Re: postgresql +AMD64 +big address spaces - does it work?
От | Scott Marlowe |
---|---|
Тема | Re: postgresql +AMD64 +big address spaces - does it work? |
Дата | |
Msg-id | 1088721073.14882.21.camel@localhost.localdomain обсуждение исходный текст |
Ответ на | postgresql +AMD64 +big address spaces - does it work? ("Andy B" <abhousehuntRE-M--O--V-E@blueyonder.co.uk>) |
Список | pgsql-general |
On Thu, 2004-07-01 at 06:41, Andy B wrote: > If I bought one of these boxes/OS combos as a postgresql database server, > would postgresql be able to make the best use of it with a huge (e.g. 40GB) > database? > > Box: HP ProLiant DL585, with 4 AMD64 CPUs and 64GB of RAM. (other > vendor options also exist) > OS: SUSE enterprise 8 linux for AMD > > (links to product info at bottom) > > e.g.
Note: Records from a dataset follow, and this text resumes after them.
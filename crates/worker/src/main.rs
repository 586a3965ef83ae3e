//! BizOS background worker.
//!
//! Runs the expired-trial sweep on a cron schedule. The same sweep is also
//! callable through the API's service-role endpoint for manual runs; both
//! paths go through the same service, so overlapping runs are harmless.

use std::sync::Arc;

use anyhow::Context;
use bizos_payments::TrialService;
use bizos_shared::{db, trial::GracePolicy};
use tokio_cron_scheduler::{Job, JobScheduler};
use tracing_subscriber::{layer::SubscriberExt, util::SubscriberInitExt, EnvFilter};

/// Default: once a day at 03:00 UTC, off-peak for every supported region.
const DEFAULT_SWEEP_SCHEDULE: &str = "0 0 3 * * *";

#[tokio::main]
async fn main() -> anyhow::Result<()> {
    dotenvy::dotenv().ok();
    init_tracing();

    let database_url =
        std::env::var("DATABASE_URL").context("DATABASE_URL must be set")?;
    let pool = db::create_pool(&database_url)
        .await
        .context("failed to connect to database")?;

    let schedule = std::env::var("TRIAL_SWEEP_SCHEDULE")
        .unwrap_or_else(|_| DEFAULT_SWEEP_SCHEDULE.to_string());
    let trials = Arc::new(TrialService::new(pool, GracePolicy::from_env()));

    let scheduler = JobScheduler::new()
        .await
        .context("failed to create job scheduler")?;

    let job_trials = Arc::clone(&trials);
    let sweep_job = Job::new_async(schedule.as_str(), move |_uuid, _lock| {
        let trials = Arc::clone(&job_trials);
        Box::pin(async move {
            run_sweep(&trials).await;
        })
    })
    .with_context(|| format!("invalid TRIAL_SWEEP_SCHEDULE: {schedule}"))?;

    scheduler
        .add(sweep_job)
        .await
        .context("failed to schedule trial sweep")?;
    scheduler
        .start()
        .await
        .context("failed to start scheduler")?;

    tracing::info!(%schedule, "BizOS worker started");

    tokio::signal::ctrl_c()
        .await
        .context("failed to listen for shutdown signal")?;
    tracing::info!("shutting down worker");
    Ok(())
}

async fn run_sweep(trials: &TrialService) {
    match trials.sweep_expired().await {
        Ok(outcome) if outcome.removed() > 0 => {
            tracing::info!(
                removed = outcome.removed(),
                tenant_ids = ?outcome.tenant_ids,
                "expired trial sweep removed tenants"
            );
        }
        Ok(_) => {
            tracing::debug!("expired trial sweep found nothing to remove");
        }
        Err(err) => {
            // Next scheduled run retries; sweeps are idempotent.
            tracing::error!(error = %err, "expired trial sweep failed");
        }
    }
}

fn init_tracing() {
    let filter = EnvFilter::try_from_default_env()
        .unwrap_or_else(|_| EnvFilter::new("bizos_worker=info,sqlx=warn"));

    tracing_subscriber::registry()
        .with(filter)
        .with(tracing_subscriber::fmt::layer())
        .init();
}
//! Database utilities and connection management

use sqlx::postgres::{PgConnectOptions, PgPool, PgPoolOptions};
use std::{str::FromStr, time::Duration};

/// Create a database connection pool
/// Note: Disables statement cache for PgBouncer compatibility
/// Uses conservative connection limits to stay within the hosted platform's
/// session-mode pool size (typically 10-15 connections across all clients)
pub async fn create_pool(database_url: &str) -> Result<PgPool, sqlx::Error> {
    // PgBouncer in transaction mode doesn't support prepared statements
    let options = PgConnectOptions::from_str(database_url)?.statement_cache_capacity(0);

    // 2 API machines + 1 worker = 3 instances * 3 connections = 9 max,
    // which leaves headroom under the platform's connection cap
    PgPoolOptions::new()
        .max_connections(3)
        .min_connections(0)
        .acquire_timeout(Duration::from_secs(30))
        .idle_timeout(Duration::from_secs(60))
        .max_lifetime(Duration::from_secs(300))
        .connect_with(options)
        .await
}

/// Create a database connection pool for migrations with longer timeout
/// Migrations run sequentially, so a single connection is enough
pub async fn create_migration_pool(database_url: &str) -> Result<PgPool, sqlx::Error> {
    let options = PgConnectOptions::from_str(database_url)?.statement_cache_capacity(0);

    PgPoolOptions::new()
        .max_connections(1)
        .min_connections(0)
        .acquire_timeout(Duration::from_secs(120))
        .idle_timeout(Duration::from_secs(30))
        .max_lifetime(Duration::from_secs(180))
        .connect_with(options)
        .await
}

/// Run database migrations
pub async fn run_migrations(pool: &PgPool) -> Result<(), sqlx::migrate::MigrateError> {
    sqlx::migrate!("../../migrations").run(pool).await
}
Could postgresql make use of most of this address space to map a huge > database (say 40GB) all paged into RAM at once? > > ---- > According to Suse, a process running on such a setup can individually > address 0.5 terabytes of address space, and at any one point, with the > hardware above, up to 64GB (minus a bit!) of this address space could be > paged into physical memory at any one time. > ---- > > > According to the docs I could find, I just need to do the following: > > 1. set postgresql.conf->shared_buffers to a value like (40GB/8KB), > > 2. Check cat /proc/sys/kernel/shmmax is big enough, or successfully increase > it to > 40GB > > >From experience that's a long way from knowing it will work. Does anyone > have any experience at all with such big memory configurations? Sort of. PostgreSQL could use however much of it you decided to give it as a buffer for individual queries, and the newer caching algo should handle large amounts of data well. However, PostgreSQL isn't currently in the business, so to speak, of holding all the data you've accessed in the last X minutes in a great big buffer. The reason for this is that PostgreSQL uses shared memory, and on many architectures, shared memory is good for letting individual backends communicate quickly, it's not as fast at managing really huge chunks of data. So, PostgreSQL is designed to let your kernel do all this. The buffers in PostgreSQL are designed to hold the current working set, no more. The buffers in the kernel cache are designed to handle gigs of data, and to handle it quickly. So, if it's in Kernel cache, then PostgreSQL IS capable of utilizing the extra memory, in the sense that the kernel is using it for cache. All modern flavors of unix have pretty good caching built in, with little tuning needed.